Only these lines are needed: the first line of the entries below through the line with "through its trigger.", each returned exactly.
■ ■ ■ ■ ■ ■ ■
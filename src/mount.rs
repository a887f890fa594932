//! Browser wiring: document listeners and the handle that owns them.

use std::cell::RefCell;
use std::rc::Rc;

use dioxus::logger::tracing::{info, warn};
use wasm_bindgen::prelude::*;
use web_sys::{Element, Event, EventTarget, KeyboardEvent, Node};

use crate::dom::BrowserDom;
use crate::drawer::{Dispatch, Drawer, Key, KeyInput};
use crate::error::DrawerError;
use crate::settings::DrawerSettings;
use crate::timers::BrowserTimers;

pub type BrowserDrawer = Drawer<BrowserDom, BrowserTimers>;

/// A listener registration. Dropping it removes exactly the callback that
/// was added.
pub struct Subscription {
    target: EventTarget,
    event: &'static str,
    callback: Closure<dyn FnMut(Event)>,
}

impl Subscription {
    pub fn listen(
        target: &EventTarget,
        event: &'static str,
        handler: impl FnMut(Event) + 'static,
    ) -> Result<Self, DrawerError> {
        let callback = Closure::<dyn FnMut(Event)>::new(handler);
        target
            .add_event_listener_with_callback(event, callback.as_ref().unchecked_ref())
            .map_err(|e| DrawerError::Browser(format!("addEventListener({event}): {e:?}")))?;
        Ok(Self {
            target: target.clone(),
            event,
            callback,
        })
    }
}

impl Drop for Subscription {
    fn drop(&mut self) {
        if let Err(e) = self
            .target
            .remove_event_listener_with_callback(self.event, self.callback.as_ref().unchecked_ref())
        {
            warn!("removeEventListener({}) failed: {e:?}", self.event);
        }
    }
}

/// A mounted drawer. Dropping it detaches the document listeners and cancels
/// pending transition steps.
pub struct DrawerHandle {
    drawer: Rc<RefCell<BrowserDrawer>>,
    _click: Subscription,
    _keydown: Subscription,
}

impl DrawerHandle {
    /// Opens or closes the panel with the given id through its trigger.
    pub fn toggle(&self, panel_id: &str) -> Result<(), DrawerError> {
        let mut drawer = self
            .drawer
            .try_borrow_mut()
            .map_err(|_| DrawerError::Browser("drawer busy".into()))?;
        drawer.toggle_panel(panel_id)
    }
}

impl Drop for DrawerHandle {
    fn drop(&mut self) {
        match self.drawer.try_borrow_mut() {
            Ok(mut drawer) => drawer.cancel_pending(),
            Err(_) => warn!("drawer busy during teardown; pending steps left to expire"),
        }
        info!("drawer unmounted");
    }
}

fn report(dispatch: Dispatch, event: &Event) {
    if dispatch.prevent_default {
        event.prevent_default();
    }
    for e in dispatch.errors {
        warn!("drawer: {e}");
    }
}

/// Resolves an event target to the element it belongs to (text nodes map to
/// their parent).
fn target_element(event: &Event) -> Option<Element> {
    let target = event.target()?;
    match target.dyn_into::<Element>() {
        Ok(el) => Some(el),
        Err(other) => other.dyn_into::<Node>().ok()?.parent_element(),
    }
}

/// Attaches a drawer controller to the page document.
pub fn mount(settings: DrawerSettings) -> Result<DrawerHandle, DrawerError> {
    let window = web_sys::window().ok_or_else(|| DrawerError::Browser("no window".into()))?;
    let dom = BrowserDom::new()?;
    let document: EventTarget = dom.document().clone().into();
    let drawer = Rc::new(RefCell::new(Drawer::new(
        dom,
        BrowserTimers::new(window),
        settings,
    )?));

    let weak = Rc::downgrade(&drawer);
    drawer.borrow_mut().timers_mut().set_sink(move |id, task| {
        let Some(drawer) = weak.upgrade() else { return };
        match drawer.try_borrow_mut() {
            Ok(mut drawer) => drawer.fire(id, task),
            Err(_) => warn!("drawer busy; dropped {:?} for {}", task.step, task.panel),
        };
    });

    let weak = Rc::downgrade(&drawer);
    let click = Subscription::listen(&document, "click", move |event| {
        let Some(drawer) = weak.upgrade() else { return };
        let Some(target) = target_element(&event) else { return };
        let Ok(mut drawer) = drawer.try_borrow_mut() else {
            warn!("drawer busy; click ignored");
            return;
        };
        let dispatch = drawer.handle_click(&target);
        report(dispatch, &event);
    })?;

    let weak = Rc::downgrade(&drawer);
    let keydown = Subscription::listen(&document, "keydown", move |event| {
        let Some(drawer) = weak.upgrade() else { return };
        let Some(key_event) = event.dyn_ref::<KeyboardEvent>() else { return };
        let input = KeyInput {
            key: Key::from_event(&key_event.key(), key_event.key_code()),
            shift: key_event.shift_key(),
            target: target_element(&event),
        };
        let Ok(mut drawer) = drawer.try_borrow_mut() else {
            warn!("drawer busy; keydown ignored");
            return;
        };
        let dispatch = drawer.handle_keydown(&input);
        report(dispatch, &event);
    })?;

    info!("drawer mounted");
    Ok(DrawerHandle {
        drawer,
        _click: click,
        _keydown: keydown,
    })
}

#[cfg(test)]
mod tests {
    use wasm_bindgen_test::*;
    use web_sys::HtmlElement;

    use super::*;

    wasm_bindgen_test_configure!(run_in_browser);

    async fn sleep(ms: i32) {
        let promise = js_sys::Promise::new(&mut |resolve, _| {
            web_sys::window()
                .unwrap()
                .set_timeout_with_callback_and_timeout_and_arguments_0(&resolve, ms)
                .unwrap();
        });
        wasm_bindgen_futures::JsFuture::from(promise).await.unwrap();
    }

    /// A trigger and its panel appended to the test page, removed on drop.
    struct Markup {
        trigger: HtmlElement,
        panel: Element,
    }

    impl Markup {
        fn new(id: &str) -> Self {
            let document = web_sys::window().unwrap().document().unwrap();
            let body = document.body().unwrap();
            let trigger: HtmlElement = document
                .create_element("button")
                .unwrap()
                .dyn_into()
                .unwrap();
            trigger.set_attribute("data-drawer-trigger", "").unwrap();
            trigger.set_attribute("aria-controls", id).unwrap();
            let panel = document.create_element("div").unwrap();
            panel.set_id(id);
            panel.set_attribute("data-drawer-target", "").unwrap();
            body.append_child(&trigger).unwrap();
            body.append_child(&panel).unwrap();
            Self { trigger, panel }
        }

        fn has_class(&self, class: &str) -> bool {
            self.panel.class_list().contains(class)
        }
    }

    impl Drop for Markup {
        fn drop(&mut self) {
            self.trigger.remove();
            self.panel.remove();
        }
    }

    #[wasm_bindgen_test]
    fn dropped_handle_stops_listening() {
        let markup = Markup::new("mount-listen");
        let handle = mount(DrawerSettings::default()).unwrap();

        markup.trigger.click();
        assert!(markup.has_class("is-active"));
        assert_eq!(
            markup.trigger.get_attribute("aria-expanded").as_deref(),
            Some("true")
        );

        drop(handle);
        markup.panel.class_list().remove_1("is-active").unwrap();
        markup.trigger.click();
        assert!(!markup.has_class("is-active"));
    }

    #[wasm_bindgen_test]
    async fn live_handle_reveals_after_open_delay() {
        let markup = Markup::new("mount-reveal");
        let handle = mount(DrawerSettings::default()).unwrap();

        markup.trigger.click();
        assert!(!markup.has_class("is-visible"));
        sleep(120).await;
        assert!(markup.has_class("is-visible"));
        drop(handle);
    }

    #[wasm_bindgen_test]
    async fn dropped_handle_cancels_pending_reveal() {
        let markup = Markup::new("mount-cancel");
        let handle = mount(DrawerSettings::default()).unwrap();

        markup.trigger.click();
        assert!(markup.has_class("is-active"));
        drop(handle);

        sleep(120).await;
        assert!(!markup.has_class("is-visible"));
    }

    #[wasm_bindgen_test]
    fn toggle_through_handle_opens_and_closes() {
        let markup = Markup::new("mount-toggle");
        let handle = mount(DrawerSettings::default()).unwrap();

        handle.toggle("mount-toggle").unwrap();
        assert!(markup.has_class("is-active"));
        handle.toggle("mount-toggle").unwrap();
        assert_eq!(
            markup.trigger.get_attribute("aria-expanded").as_deref(),
            Some("false")
        );
        drop(handle);
    }
}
■ ■ ■ ■ ■ ■ ■
▶ **Answer to the problem**
filename src/mount.rs
repository a887f890fa594932
//! Browser wiring: document listeners and the handle that owns them.

use std::cell::RefCell;
use std::rc::Rc;

use dioxus::logger::tracing::{info, warn};
use wasm_bindgen::prelude::*;
use web_sys::{Element, Event, EventTarget, KeyboardEvent, Node};

use crate::dom::BrowserDom;
use crate::drawer::{Dispatch, Drawer, Key, KeyInput};
use crate::error::DrawerError;
use crate::settings::DrawerSettings;
use crate::timers::BrowserTimers;

pub type BrowserDrawer = Drawer<BrowserDom, BrowserTimers>;

/// A listener registration. Dropping it removes exactly the callback that
/// was added.
pub struct Subscription {
    target: EventTarget,
    event: &'static str,
    callback: Closure<dyn FnMut(Event)>,
}

impl Subscription {
    pub fn listen(
        target: &EventTarget,
        event: &'static str,
        handler: impl FnMut(Event) + 'static,
    ) -> Result<Self, DrawerError> {
        let callback = Closure::<dyn FnMut(Event)>::new(handler);
        target
            .add_event_listener_with_callback(event, callback.as_ref().unchecked_ref())
            .map_err(|e| DrawerError::Browser(format!("addEventListener({event}): {e:?}")))?;
        Ok(Self {
            target: target.clone(),
            event,
            callback,
        })
    }
}

impl Drop for Subscription {
    fn drop(&mut self) {
        if let Err(e) = self
            .target
            .remove_event_listener_with_callback(self.event, self.callback.as_ref().unchecked_ref())
        {
            warn!("removeEventListener({}) failed: {e:?}", self.event);
        }
    }
}

/// A mounted drawer. Dropping it detaches the document listeners and cancels
/// pending transition steps.
pub struct DrawerHandle {
    drawer: Rc<RefCell<BrowserDrawer>>,
    _click: Subscription,
    _keydown: Subscription,
}

impl DrawerHandle {
    /// Opens or closes the panel with the given id through its trigger.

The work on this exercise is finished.